Materials and methods

Animals

The P2X7 KO mouse was obtained from Pfizer [25]. To generate this mouse, the P2rx7 gene was modified by a deletion followed by insertion of a neomycin cassette in exon 13, leading to disruption of the carboxyl-terminal coding region [25, 35]. Several studies have confirmed that there is no detectable P2X7 function in cells isolated from this KO mouse. For example, in contrast to WT cells, peritoneal macrophages from the KO mouse do not exhibit pore formation in response to high concentrations of ATP [25, 36]. Similarly, calvarial osteoblasts from WT, but not KO mice, exhibit pore formation [19] and membrane blebbing [37] in response to the P2X7 agonist 2′(3′)-O-(4-benzoylbenzoyl)ATP (BzATP).

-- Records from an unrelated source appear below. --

//! Message Queuing metrics from the `MSMQ Queue` counter object.

use regex::{Regex, RegexBuilder};
use tracing::warn;

use super::table::{self, CounterMetric, gauge};
use super::{CollectError, Collector};
use crate::config::{CollectorSettings, ConfigError, ConfigOption};
use crate::context::ScrapeContext;
use crate::metric::MetricSink;
use crate::registry::CollectorDescriptor;

pub const NAME: &str = "msmq";
pub const OBJECT: &str = "MSMQ Queue";
const SUBSYSTEM: &str = "msmq";

/// Aggregate instance summing all queues of the machine.
const AGGREGATE_INSTANCE: &str = "Computer Queues";

pub const OPT_WHITELIST: &str = "collector.msmq.queue-whitelist";

pub const OPTIONS: &[ConfigOption] = &[ConfigOption {
    name: OPT_WHITELIST,
    help: "Regexp of queue names to include (case-insensitive). Empty includes every queue.",
    default: "",
}];

const METRICS: &[CounterMetric] = &[
    gauge(
        "Bytes in Journal Queue",
        "bytes_in_journal_queue",
        "Size of queue journal in bytes",
    ),
    gauge("Bytes in Queue", "bytes_in_queue", "Size of queue in bytes"),
    gauge(
        "Messages in Journal Queue",
        "messages_in_journal_queue",
        "Count messages in queue journal",
    ),
    gauge(
        "Messages in Queue",
        "messages_in_queue",
        "Count messages in queue",
    ),
];

pub fn descriptor() -> CollectorDescriptor {
    CollectorDescriptor::new(NAME, |settings| {
        let config = MsmqConfig::from_settings(settings)?;
        Ok(Box::new(MsmqCollector::new(config)))
    })
    .with_options(OPTIONS)
    .with_dependencies(&[OBJECT])
}

#[derive(Debug, Clone)]
pub struct MsmqConfig {
    /// `None` includes every queue.
    whitelist: Option<Regex>,
}

impl MsmqConfig {
    pub fn from_settings(settings: &CollectorSettings) -> Result<Self, ConfigError> {
        let pattern = settings.value(OPT_WHITELIST);
        if pattern.is_empty() {
            warn!(
                option = OPT_WHITELIST,
                "no queue whitelist for msmq collector, this can generate a very large number of series"
            );
            return Ok(Self { whitelist: None });
        }

        let whitelist = RegexBuilder::new(&format!("^(?:{pattern})$"))
            .case_insensitive(true)
            .build()
            .map_err(|source| ConfigError::InvalidPattern {
                option: OPT_WHITELIST.to_string(),
                source,
            })?;
        Ok(Self {
            whitelist: Some(whitelist),
        })
    }

    pub fn includes(&self, queue: &str) -> bool {
        self.whitelist.as_ref().is_none_or(|re| re.is_match(queue))
    }
}

#[derive(Debug)]
pub struct MsmqCollector {
    config: MsmqConfig,
}

impl MsmqCollector {
    pub fn new(config: MsmqConfig) -> Self {
        Self { config }
    }
}

impl Collector for MsmqCollector {
    fn collect(&self, ctx: &ScrapeContext, sink: &dyn MetricSink) -> Result<(), CollectError> {
        let object = ctx.object(OBJECT)?;

        for queue in &object.instances {
            if queue.name == AGGREGATE_INSTANCE || !self.config.includes(&queue.name) {
                continue;
            }
            let name = queue.name.to_lowercase();
            table::emit(sink, SUBSYSTEM, METRICS, queue, "name", &name);
        }
        Ok(())
    }
}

Moreover, BzATP and high concentrations of ATP induce a slowly deactivating inward current in osteoclasts from WT but not KO mice [19]. The current–voltage relationship of this conductance is consistent with that reported for P2X7 current in rabbit osteoclasts [38]. Although a splice variant (with C-terminal truncation) has been detected in some tissues of the Pfizer KO mouse, it is inefficiently trafficked to the cell surface and displays greatly diminished receptor function [39]. Thus, there appears to be global loss of P2X7 function in the Pfizer KO mouse model.

In the present study, mice were maintained on a mixed genetic background (129/Ola × C57BL/6 × DBA/2) by crossbreeding of heterozygous mice. Genotypes were identified by polymerase chain reaction (PCR). Mice were housed in standard cages and maintained on a 12-h light/dark cycle, with water and standard mouse chow (2018 Teklad Global 18 % protein rodent diet, Harlan Laboratories, Indianapolis, IN, USA) available ad libitum. All aspects of this study were conducted in accordance with the policies and guidelines of the Canadian Council on Animal Care and were approved by the Animal Use Subcommittee of the University of Western Ontario, London, ON, Canada.

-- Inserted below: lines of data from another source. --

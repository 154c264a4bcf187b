//! DFS Replication metrics.
//!
//! Three independent sources, each backed by its own counter object. Only the
//! objects of enabled sources are requested from the backend.

use std::fmt;
use std::str::FromStr;

use super::table::{self, CounterMetric, counter, gauge};
use super::{CollectError, Collector};
use crate::config::{CollectorSettings, ConfigError, ConfigOption};
use crate::context::ScrapeContext;
use crate::enabled::expand_child_list;
use crate::metric::MetricSink;
use crate::registry::CollectorDescriptor;

pub const NAME: &str = "dfsr";
const SUBSYSTEM: &str = "dfsr";

pub const OPT_SOURCES: &str = "collectors.dfsr.sources-enabled";

pub const OPTIONS: &[ConfigOption] = &[ConfigOption {
    name: OPT_SOURCES,
    help: "Comma-separated list of DFSR perflib sources to use.",
    default: "connection,folder,volume",
}];

#[derive(Debug, Clone, Copy, PartialEq, Eq, PartialOrd, Ord, Hash)]
pub enum Source {
    Connection,
    Folder,
    Volume,
}

impl Source {
    pub const ALL: [Source; 3] = [Source::Connection, Source::Folder, Source::Volume];

    pub fn as_str(self) -> &'static str {
        match self {
            Source::Connection => "connection",
            Source::Folder => "folder",
            Source::Volume => "volume",
        }
    }

    /// Counter object backing this source.
    pub fn object(self) -> &'static str {
        match self {
            Source::Connection => "DFS Replication Connections",
            Source::Folder => "DFS Replicated Folders",
            Source::Volume => "DFS Replication Service Volumes",
        }
    }

    fn metrics(self) -> &'static [CounterMetric] {
        match self {
            Source::Connection => CONNECTION_METRICS,
            Source::Folder => FOLDER_METRICS,
            Source::Volume => VOLUME_METRICS,
        }
    }

    fn subsystem(self) -> String {
        format!("{SUBSYSTEM}_{}", self.as_str())
    }
}

impl FromStr for Source {
    type Err = ConfigError;

    fn from_str(s: &str) -> Result<Self, Self::Err> {
        Source::ALL
            .into_iter()
            .find(|src| src.as_str() == s)
            .ok_or_else(|| ConfigError::UnknownSource {
                option: OPT_SOURCES.to_string(),
                value: s.to_string(),
            })
    }
}

impl fmt::Display for Source {
    fn fmt(&self, f: &mut fmt::Formatter<'_>) -> fmt::Result {
        f.write_str(self.as_str())
    }
}

const CONNECTION_METRICS: &[CounterMetric] = &[
    counter(
        "Bandwidth Savings Using DFS Replication",
        "bandwidth_savings_using_dfs_replication_bytes_total",
        "Total bytes of bandwidth saved using DFS Replication for this connection",
    ),
    counter(
        "Total Bytes Received",
        "bytes_received_total",
        "Total bytes received for connection",
    ),
    counter(
        "Compressed Size of Files Received",
        "compressed_size_of_files_received_total",
        "Total compressed size of files received on the connection, in bytes",
    ),
    counter(
        "Total Files Received",
        "received_files_total",
        "Total number of files received for connection",
    ),
    counter(
        "RDC Bytes Received",
        "rdc_received_bytes_total",
        "Total bytes received on the connection while replicating files using Remote Differential Compression",
    ),
    counter(
        "RDC Compressed Size of Files Received",
        "rdc_compressed_size_of_files_received_total",
        "Total compressed size (in bytes) of files received with Remote Differential Compression",
    ),
    counter(
        "RDC Number of Files Received",
        "rdc_received_files_total",
        "Total number of files received using Remote Differential Compression",
    ),
    counter(
        "RDC Size of Files Received",
        "rdc_size_of_received_files_bytes_total",
        "Total uncompressed size (in bytes) of files received with Remote Differential Compression",
    ),
    counter(
        "Size of Files Received",
        "files_received_bytes_total",
        "Total uncompressed size of files received on the connection, in bytes",
    ),
];

const FOLDER_METRICS: &[CounterMetric] = &[
    counter(
        "Bandwidth Savings Using DFS Replication",
        "bandwidth_savings_using_dfs_replication_bytes_total",
        "Total bytes of bandwidth saved using DFS Replication for this folder",
    ),
    counter(
        "Compressed Size of Files Received",
        "compressed_size_of_files_received_bytes_total",
        "Total compressed size of files received on the folder, in bytes",
    ),
    counter(
        "Conflict Bytes Cleaned Up",
        "conflict_cleaned_up_bytes_total",
        "Total size of conflict loser files and folders deleted from the Conflict and Deleted folder, in bytes",
    ),
    counter(
        "Conflict Bytes Generated",
        "conflict_generated_bytes_total",
        "Total size of conflict loser files and folders moved to the Conflict and Deleted folder, in bytes",
    ),
    counter(
        "Conflict Files Cleaned Up",
        "conflict_cleaned_up_files_total",
        "Number of conflict loser files deleted from the Conflict and Deleted folder",
    ),
    counter(
        "Conflict Files Generated",
        "conflict_generated_files_total",
        "Number of files and folders moved to the Conflict and Deleted folder",
    ),
    counter(
        "Conflict Folder Cleanups Completed",
        "conflict_folder_cleanups_total",
        "Number of deletions of conflict loser files and folders in the Conflict and Deleted",
    ),
    gauge(
        "Conflict Space In Use",
        "conflict_space_in_use_bytes",
        "Total size of the conflict loser files and folders currently in the Conflict and Deleted folder",
    ),
    gauge(
        "Deleted Space In Use",
        "deleted_space_in_use_bytes",
        "Total size (in bytes) of the deleted files and folders currently in the Conflict and Deleted folder",
    ),
    counter(
        "Deleted Bytes Cleaned Up",
        "deleted_cleaned_up_bytes_total",
        "Total size (in bytes) of replicating deleted files and folders that were cleaned up from the Conflict and Deleted folder",
    ),
    counter(
        "Deleted Bytes Generated",
        "deleted_generated_bytes_total",
        "Total size (in bytes) of replicated deleted files and folders that were moved to the Conflict and Deleted folder after they were deleted",
    ),
    counter(
        "Deleted Files Cleaned Up",
        "deleted_cleaned_up_files_total",
        "Number of files and folders that were cleaned up from the Conflict and Deleted folder",
    ),
    counter(
        "Deleted Files Generated",
        "deleted_generated_files_total",
        "Number of deleted files and folders that were moved to the Conflict and Deleted folder",
    ),
    counter(
        "File Installs Retried",
        "file_installs_retried_total",
        "Total number of file installs that are being retried due to sharing violations or other errors encountered when installing the files",
    ),
    counter(
        "File Installs Succeeded",
        "file_installs_succeeded_total",
        "Total number of files that were successfully received from sending members and installed locally on this server",
    ),
    counter(
        "Total Files Received",
        "received_files_total",
        "Total number of files received",
    ),
    counter(
        "RDC Bytes Received",
        "rdc_received_bytes_total",
        "Total number of bytes received in replicating files using Remote Differential Compression",
    ),
    counter(
        "RDC Compressed Size of Files Received",
        "rdc_compressed_size_of_files_received_bytes_total",
        "Total compressed size (in bytes) of the files received with Remote Differential Compression",
    ),
    counter(
        "RDC Number of Files Received",
        "rdc_received_files_total",
        "Total number of files received with Remote Differential Compression",
    ),
    counter(
        "RDC Size of Files Received",
        "rdc_files_received_bytes_total",
        "Total uncompressed size (in bytes) of the files received with Remote Differential Compression",
    ),
    counter(
        "Size of Files Received",
        "files_received_bytes_total",
        "Total uncompressed size (in bytes) of the files received",
    ),
    gauge(
        "Staging Space In Use",
        "staging_space_in_use_bytes",
        "Total size of files and folders currently in the staging folder",
    ),
    counter(
        "Staging Bytes Cleaned Up",
        "staging_cleaned_up_bytes_total",
        "Total size (in bytes) of the files and folders that have been cleaned up from the staging folder",
    ),
    counter(
        "Staging Bytes Generated",
        "staging_generated_bytes_total",
        "Total size (in bytes) of replicated files and folders in the staging folder created by the DFS Replication service since last restart",
    ),
    counter(
        "Staging Files Cleaned Up",
        "staging_cleaned_up_files_total",
        "Total number of files and folders that have been cleaned up from the staging folder",
    ),
    counter(
        "Staging Files Generated",
        "staging_generated_files_total",
        "Total number of times replicated files and folders have been staged by the DFS Replication service",
    ),
    counter(
        "Updates Dropped",
        "dropped_updates_total",
        "Total number of redundant file replication update records that have been ignored by the DFS Replication service because they did not change the replicated file or folder",
    ),
];

const VOLUME_METRICS: &[CounterMetric] = &[
    counter(
        "Database Commits",
        "database_commits_total",
        "Total number of DFSR Volume database commits",
    ),
    counter(
        "Database Lookups",
        "database_lookups_total",
        "Total number of DFSR Volume database lookups",
    ),
    gauge(
        "USN Journal Records Unread Percentage",
        "usn_journal_unread_percentage",
        "Percentage of DFSR Volume USN journal records that are unread",
    ),
    counter(
        "USN Journal Records Accepted",
        "usn_journal_accepted_records_total",
        "Total number of USN journal records accepted",
    ),
    counter(
        "USN Journal Records Read",
        "usn_journal_read_records_total",
        "Total number of DFSR Volume USN journal records read",
    ),
];

pub fn descriptor() -> CollectorDescriptor {
    CollectorDescriptor::new(NAME, |settings| {
        let config = DfsrConfig::from_settings(settings)?;
        Ok(Box::new(DfsrCollector::new(config)))
    })
    .with_options(OPTIONS)
    .with_dependencies(&[
        "DFS Replication Connections",
        "DFS Replicated Folders",
        "DFS Replication Service Volumes",
    ])
}

/// Enabled sources, sorted and deduplicated.
#[derive(Debug, Clone, PartialEq, Eq)]
pub struct DfsrConfig {
    sources: Vec<Source>,
}

impl DfsrConfig {
    pub fn from_settings(settings: &CollectorSettings) -> Result<Self, ConfigError> {
        let mut sources = expand_child_list(settings.value(OPT_SOURCES))
            .iter()
            .map(|s| s.parse::<Source>())
            .collect::<Result<Vec<_>, _>>()?;
        sources.sort();
        Ok(Self { sources })
    }

    pub fn sources(&self) -> &[Source] {
        &self.sources
    }
}

#[derive(Debug)]
pub struct DfsrCollector {
    config: DfsrConfig,
}

impl DfsrCollector {
    pub fn new(config: DfsrConfig) -> Self {
        Self { config }
    }

    fn collect_source(
        &self,
        source: Source,
        ctx: &ScrapeContext,
        sink: &dyn MetricSink,
    ) -> Result<(), CollectError> {
        let object = ctx.object(source.object())?;
        let subsystem = source.subsystem();
        for instance in &object.instances {
            table::emit(sink, &subsystem, source.metrics(), instance, "name", &instance.name);
        }
        Ok(())
    }
}

impl Collector for DfsrCollector {
    fn collect(&self, ctx: &ScrapeContext, sink: &dyn MetricSink) -> Result<(), CollectError> {
        for source in &self.config.sources {
            self.collect_source(*source, ctx, sink)?;
        }
        Ok(())
    }

    fn dependencies(&self, _declared: &[&'static str]) -> Vec<String> {
        self.config
            .sources
            .iter()
            .map(|s| s.object().to_string())
            .collect()
    }
}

Food intake and body composition of 2-, 6-, 9- and 12-month-old WT and KO mice were assessed. For these studies, mice were housed individually. Mice and food were weighed using a portable electronic scale (Acculab VICON VIC-511; Sartorius Group, Goettingen, Germany). Food intake was determined by subtracting the weight of food remaining after each week from the initial amount of food provided.

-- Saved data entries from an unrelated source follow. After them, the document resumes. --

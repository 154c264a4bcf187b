//! perfex-core — orchestration core of a performance-counter metrics exporter.
//!
//! Provides:
//! - `registry` — catalog of collectors, built once at startup
//! - `config` — collector option binding (settings map, YAML, clap flags)
//! - `enabled` — enabled-collector list parsing
//! - `resolver` — counter-object dependency resolution
//! - `context` — per-scrape counter snapshot
//! - `orchestrator` — scrape cycle execution and meta-metrics
//! - `exporter` — startup entry point tying the above together
//! - `collector` — bundled collectors (`net`, `dfsr`, `msmq`)
//! - `provider` — counter snapshot sources (file, mock)
//! - `metric`, `exposition` — samples and Prometheus text encoding
//!
//! With `cli` feature (default):
//! - flag registration and binding on a clap `Command`

pub mod collector;
pub mod config;
pub mod context;
pub mod enabled;
pub mod exporter;
pub mod exposition;
pub mod metric;
pub mod orchestrator;
pub mod provider;
pub mod registry;
pub mod resolver;

pub use exporter::{Exporter, StartupError};
pub use orchestrator::{Orchestrator, OrchestratorConfig, ScrapeOutcome, ScrapeStatus};
pub use registry::Registry;

/// Crate version with the git revision it was built from.
pub const VERSION: &str = concat!(env!("CARGO_PKG_VERSION"), " (", env!("GIT_SHA"), ")");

Micro-computed tomography (micro-CT)

Mice were anesthetised with isoflurane (Forane, catalog # CA2L9100, Baxter Corporation, Mississauga, ON, Canada) and imaged using an eXplore Locus Ultra Micro-computed tomography (micro-CT) scanner or an eXplore speCZT scanner (GE Healthcare Biosciences, London, ON, Canada). Scans were analysed as described previously [40]. Briefly, a calibrating phantom composed of air, water and cortical bone-mimicking epoxy (SB3; Gammex, Middleton WI, USA) [41] was scanned together with the animals. On the eXplore Locus Ultra, 1,000 projection images were obtained over a single 16-s rotation (80 kVp, 55 mA tube current, 16 ms exposure). On the speCZT scanner, 900 projection images were obtained over a single 5-min rotation (90 kVp, 40 mA tube current, 16 ms exposure). Each of the eXplore Locus Ultra and speCZT data sets were reconstructed into 3D volumes with an isotropic voxel spacing of 154 and 150 μm, respectively, and scaled into Hounsfield units (HU). Using MicroView software (GE Healthcare Biosciences), three signal-intensity thresholds (−200, −30 and 190 HU) were used to classify each voxel as adipose, lean or skeletal tissue, respectively. Custom software was used to calculate tissue masses from assumed tissue densities of 0.95 (adipose), 1.05 (lean) and 1.92 (skeletal) g/cm³. The computed total mass corresponded well with the measured weight of each mouse (within 3 %). In addition, the software was used to calculate bone mineral density (BMD) and bone mineral content (BMC). Briefly, BMD was obtained as the ratio of the average HU value of the skeletal region of interest to the measured HU value of the SB3 calibrator, multiplied by the known hydroxyapatite-equivalent density of the SB3 (1.1 g/cm³). Thereafter, the program automatically computed BMC as the product of the BMD and the total volume of the skeletal region of interest used in the BMD calculation.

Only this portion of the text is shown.